Saved entries

────────

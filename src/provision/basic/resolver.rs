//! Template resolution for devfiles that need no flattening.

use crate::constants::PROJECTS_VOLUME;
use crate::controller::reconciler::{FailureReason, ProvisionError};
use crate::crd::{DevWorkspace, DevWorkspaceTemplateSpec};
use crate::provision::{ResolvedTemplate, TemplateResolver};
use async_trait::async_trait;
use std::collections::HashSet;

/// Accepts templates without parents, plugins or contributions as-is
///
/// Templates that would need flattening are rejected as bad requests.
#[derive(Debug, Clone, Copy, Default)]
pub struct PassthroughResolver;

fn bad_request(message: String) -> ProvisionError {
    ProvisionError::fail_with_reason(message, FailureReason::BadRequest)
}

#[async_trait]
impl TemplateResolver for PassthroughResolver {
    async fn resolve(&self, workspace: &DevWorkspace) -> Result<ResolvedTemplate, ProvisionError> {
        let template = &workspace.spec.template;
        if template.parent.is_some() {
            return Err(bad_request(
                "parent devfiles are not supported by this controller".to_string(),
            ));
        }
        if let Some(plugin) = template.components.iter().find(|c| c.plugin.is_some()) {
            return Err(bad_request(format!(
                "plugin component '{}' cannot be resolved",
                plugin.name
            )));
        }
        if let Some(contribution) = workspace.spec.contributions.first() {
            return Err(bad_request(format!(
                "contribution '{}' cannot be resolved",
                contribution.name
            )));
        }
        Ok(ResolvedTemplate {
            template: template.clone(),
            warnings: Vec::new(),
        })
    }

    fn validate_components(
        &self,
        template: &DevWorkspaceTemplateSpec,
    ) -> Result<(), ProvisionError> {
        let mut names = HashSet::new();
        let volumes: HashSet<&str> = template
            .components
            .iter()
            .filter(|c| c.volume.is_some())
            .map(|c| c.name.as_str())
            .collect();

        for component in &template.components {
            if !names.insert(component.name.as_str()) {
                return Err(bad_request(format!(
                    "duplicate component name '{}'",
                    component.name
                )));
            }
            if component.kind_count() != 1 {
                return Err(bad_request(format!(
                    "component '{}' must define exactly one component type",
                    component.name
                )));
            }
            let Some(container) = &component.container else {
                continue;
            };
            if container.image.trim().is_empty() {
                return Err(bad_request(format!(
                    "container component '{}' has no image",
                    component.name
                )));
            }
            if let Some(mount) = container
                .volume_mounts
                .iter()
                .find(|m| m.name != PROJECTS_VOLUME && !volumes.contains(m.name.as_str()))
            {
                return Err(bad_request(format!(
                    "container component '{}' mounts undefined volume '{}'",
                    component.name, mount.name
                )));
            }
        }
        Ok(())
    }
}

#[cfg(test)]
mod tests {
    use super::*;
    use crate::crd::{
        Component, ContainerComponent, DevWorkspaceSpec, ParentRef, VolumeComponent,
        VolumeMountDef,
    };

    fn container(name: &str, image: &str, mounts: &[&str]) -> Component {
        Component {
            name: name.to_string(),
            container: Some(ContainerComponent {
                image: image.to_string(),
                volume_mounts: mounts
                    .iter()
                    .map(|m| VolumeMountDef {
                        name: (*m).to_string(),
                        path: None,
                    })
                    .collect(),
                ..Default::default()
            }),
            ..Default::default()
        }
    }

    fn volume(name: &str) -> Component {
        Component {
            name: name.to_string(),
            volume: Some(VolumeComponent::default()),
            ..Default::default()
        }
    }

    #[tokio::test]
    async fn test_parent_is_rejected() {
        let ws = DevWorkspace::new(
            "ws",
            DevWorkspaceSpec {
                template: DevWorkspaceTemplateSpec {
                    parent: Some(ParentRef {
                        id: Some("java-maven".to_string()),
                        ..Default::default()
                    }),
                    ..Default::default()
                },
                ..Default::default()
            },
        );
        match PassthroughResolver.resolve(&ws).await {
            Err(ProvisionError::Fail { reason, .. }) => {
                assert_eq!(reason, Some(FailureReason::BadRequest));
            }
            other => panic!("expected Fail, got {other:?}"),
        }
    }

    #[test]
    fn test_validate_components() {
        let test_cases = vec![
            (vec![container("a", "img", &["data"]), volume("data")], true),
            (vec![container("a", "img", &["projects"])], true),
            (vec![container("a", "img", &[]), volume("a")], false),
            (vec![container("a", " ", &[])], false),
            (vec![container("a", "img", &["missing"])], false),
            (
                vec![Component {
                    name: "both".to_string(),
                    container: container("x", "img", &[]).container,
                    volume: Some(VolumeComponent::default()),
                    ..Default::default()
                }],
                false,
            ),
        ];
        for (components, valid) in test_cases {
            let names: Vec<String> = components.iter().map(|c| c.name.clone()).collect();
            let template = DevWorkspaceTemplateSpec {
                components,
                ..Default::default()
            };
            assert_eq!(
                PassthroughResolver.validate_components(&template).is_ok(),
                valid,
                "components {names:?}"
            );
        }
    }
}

────────

_Your task_: All entries must be printed exactly, with nothing omitted.

_Answer area_:
filename src/provision/basic/resolver.rs
//! Template resolution for devfiles that need no flattening.

use crate::constants::PROJECTS_VOLUME;
use crate::controller::reconciler::{FailureReason, ProvisionError};
use crate::crd::{DevWorkspace, DevWorkspaceTemplateSpec};
use crate::provision::{ResolvedTemplate, TemplateResolver};
use async_trait::async_trait;
use std::collections::HashSet;

/// Accepts templates without parents, plugins or contributions as-is
///
/// Templates that would need flattening are rejected as bad requests.
#[derive(Debug, Clone, Copy, Default)]
pub struct PassthroughResolver;

fn bad_request(message: String) -> ProvisionError {
    ProvisionError::fail_with_reason(message, FailureReason::BadRequest)
}

#[async_trait]
impl TemplateResolver for PassthroughResolver {
    async fn resolve(&self, workspace: &DevWorkspace) -> Result<ResolvedTemplate, ProvisionError> {
        let template = &workspace.spec.template;
        if template.parent.is_some() {
            return Err(bad_request(
                "parent devfiles are not supported by this controller".to_string(),
            ));
        }
        if let Some(plugin) = template.components.iter().find(|c| c.plugin.is_some()) {
            return Err(bad_request(format!(
                "plugin component '{}' cannot be resolved",
                plugin.name
            )));
        }
        if let Some(contribution) = workspace.spec.contributions.first() {
            return Err(bad_request(format!(
                "contribution '{}' cannot be resolved",
                contribution.name
            )));
        }
        Ok(ResolvedTemplate {
            template: template.clone(),
            warnings: Vec::new(),
        })
    }

    fn validate_components(
        &self,
        template: &DevWorkspaceTemplateSpec,
    ) -> Result<(), ProvisionError> {
        let mut names = HashSet::new();
        let volumes: HashSet<&str> = template
            .components
            .iter()
            .filter(|c| c.volume.is_some())
            .map(|c| c.name.as_str())
            .collect();

        for component in &template.components {
            if !names.insert(component.name.as_str()) {
                return Err(bad_request(format!(
                    "duplicate component name '{}'",
                    component.name
                )));
            }
            if component.kind_count() != 1 {
                return Err(bad_request(format!(
                    "component '{}' must define exactly one component type",
                    component.name
                )));
            }
            let Some(container) = &component.container else {
                continue;
            };
            if container.image.trim().is_empty() {
                return Err(bad_request(format!(
                    "container component '{}' has no image",
                    component.name
                )));
            }
            if let Some(mount) = container
                .volume_mounts
                .iter()
                .find(|m| m.name != PROJECTS_VOLUME && !volumes.contains(m.name.as_str()))
            {
                return Err(bad_request(format!(
                    "container component '{}' mounts undefined volume '{}'",
                    component.name, mount.name
                )));
            }
        }
        Ok(())
    }
}

#[cfg(test)]
mod tests {
    use super::*;
    use crate::crd::{
        Component, ContainerComponent, DevWorkspaceSpec, ParentRef, VolumeComponent,
        VolumeMountDef,
    };

    fn container(name: &str, image: &str, mounts: &[&str]) -> Component {
        Component {
            name: name.to_string(),
            container: Some(ContainerComponent {
                image: image.to_string(),
                volume_mounts: mounts
                    .iter()
                    .map(|m| VolumeMountDef {
                        name: (*m).to_string(),
                        path: None,
                    })
                    .collect(),
                ..Default::default()
            }),
            ..Default::default()
        }
    }

    fn volume(name: &str) -> Component {
        Component {
            name: name.to_string(),
            volume: Some(VolumeComponent::default()),
            ..Default::default()
        }
    }

    #[tokio::test]
    async fn test_parent_is_rejected() {
        let ws = DevWorkspace::new(
            "ws",
            DevWorkspaceSpec {
                template: DevWorkspaceTemplateSpec {
                    parent: Some(ParentRef {
                        id: Some("java-maven".to_string()),
                        ..Default::default()
                    }),
                    ..Default::default()
                },
                ..Default::default()
            },
        );
        match PassthroughResolver.resolve(&ws).await {
            Err(ProvisionError::Fail { reason, .. }) => {
                assert_eq!(reason, Some(FailureReason::BadRequest));
            }
            other => panic!("expected Fail, got {other:?}"),
        }
    }

    #[test]
    fn test_validate_components() {
        let test_cases = vec![
            (vec![container("a", "img", &["data"]), volume("data")], true),
            (vec![container("a", "img", &["projects"])], true),
            (vec![container("a", "img", &[]), volume("a")], false),
            (vec![container("a", " ", &[])], false),
            (vec![container("a", "img", &["missing"])], false),
            (
                vec![Component {
                    name: "both".to_string(),
                    container: container("x", "img", &[]).container,
                    volume: Some(VolumeComponent::default()),
                    ..Default::default()
                }],
                false,
            ),
        ];
        for (components, valid) in test_cases {
            let names: Vec<String> = components.iter().map(|c| c.name.clone()).collect();
            let template = DevWorkspaceTemplateSpec {
                components,
                ..Default::default()
            };
            assert_eq!(
                PassthroughResolver.validate_components(&template).is_ok(),
                valid,
                "components {names:?}"
            );
        }
    }
}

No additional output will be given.